Sunday, March 08, 2009

To Our Beloved Dog

Bro brought you 16 years ago already... you were just a ball of black fur with two amazing blue eyes. I know that some people offered money for you when bro was just killing time for the bus home. I also remember how mum told bro off saying she didn´t want any dog at home but then she was the one who was always there looking after you and tonight she is the one who is crying because tomorrow your elderly suffering will stop. I remember my best times with you on the local beach, throwing the stick, walking looking the waves or just sitting on the sand. I remember thinking how silly people were for crying for pets. Tonight I am crying, and bro is crying and mum is crying. And my thoughts are just with you my beloved friend who just happened to be from another specie. I missed you every single day all those years.

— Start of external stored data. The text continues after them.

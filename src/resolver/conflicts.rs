//! Pairwise conflict detection over a selection
//!
//! Conflicts are declared per tool but take effect in both directions:
//! a conflict declared only on `a` pointing at `b` is found whether `a`
//! or `b` comes first in the selection. A pair declared from both sides
//! yields a single record.

use std::collections::HashSet;

use serde::Serialize;

use crate::catalog::Tool;

/// A declared incompatibility between two selected tools
#[derive(Debug, Clone, PartialEq, Eq, Serialize)]
#[serde(rename_all = "camelCase")]
pub struct Conflict {
    /// Tool that declares the conflict
    pub tool1: String,
    pub tool1_name: String,
    /// Tool named in `tool1`'s conflict list
    pub tool2: String,
    pub tool2_name: String,
    pub reason: String,
}

impl Conflict {
    fn declared_by(declaring: &Tool, other: &Tool) -> Self {
        Self {
            tool1: declaring.id.clone(),
            tool1_name: declaring.name.clone(),
            tool2: other.id.clone(),
            tool2_name: other.name.clone(),
            reason: format!("{} conflicts with {}", declaring.name, other.name),
        }
    }

    /// Canonical unordered pair key
    fn pair_key(&self) -> (String, String) {
        if self.tool1 <= self.tool2 {
            (self.tool1.clone(), self.tool2.clone())
        } else {
            (self.tool2.clone(), self.tool1.clone())
        }
    }
}

/// Detect conflicts among the selected tools.
///
/// Pairs are visited as `i < j` over the selection, checking `i`'s
/// declarations before `j`'s, so the output order is stable.
pub fn detect_conflicts(selected: &[&Tool]) -> Vec<Conflict> {
    let mut conflicts = Vec::new();
    let mut seen = HashSet::new();

    let mut record = |conflict: Conflict| {
        if seen.insert(conflict.pair_key()) {
            conflicts.push(conflict);
        }
    };

    for (i, first) in selected.iter().enumerate() {
        for second in &selected[i + 1..] {
            if first.conflicts_with(&second.id) {
                record(Conflict::declared_by(first, second));
            }
            if second.conflicts_with(&first.id) {
                record(Conflict::declared_by(second, first));
            }
        }
    }

    conflicts
}

/// One-line human summary of a conflict list
pub fn summarize(conflicts: &[Conflict]) -> String {
    conflicts
        .iter()
        .map(|c| c.reason.as_str())
        .collect::<Vec<_>>()
        .join("; ")
}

You are up there, in the same picture with dad.


YOU WERE HERE

As I sit in those moments of quiet,
When sadness invades me,
I know that yesterday,
You were here.

Now you are away from us,
Not knowing your future,
Or when you'll come home, but yesterday,
You were here.

It has now been a week,
A week since you last were in the house,
An entire week since we carried you away,
To the place where we did not know your future,
But just last week,
You were here.

Another day passes;
a week ago, you were still with us,
In daily reports from the clinic,
They did not know your future,
But we could still hope, and,
You were here.

More days pass,;
A week ago you left us,
Your head cradled in our hands,
Your spirit gracefully moving upward,
But for a few hours of that day,
You were here.

Sadness invades again,
As I know that once those hours pass,
I can no longer look back,
Over the span of a familiar week's time,
To find that comforting point when,
You were here.

More time will pass;
Sadness will not so much invade as menace,
And I will mark the days,
Saying things like,
"last month, last summer, last Halloween, last year,"
You were here.

I dread that day,
One year from now,
That first marking of the time,
That your body was no longer with us;
Though we will never forget you,
Your tangible memory fades,
The feel of your fur, your head, your back, your weight against us,
The smell and sounds of you when,
You were here.

The emptiness is beginning to fade,
To change into another reality,
One with you still playing a part,
But a role of ethereal presence rather than physical comfort we crave;
Your memory, your spirit, your essence and counsel,
Dwell with us, but this feeling is not the same as when,
You were here.

Author: Jenine Stanley

2 comments:

Anonymous said...

I don't know how you write poetry like that in English...

I'm so sorry - I nearly met him once.

Lots of love

Pianista

Nice Continental said...

Hi pianista
I wish the poem was mine!
I just copied it from somewhere in the net.
Lots of love to you and to the future pianista.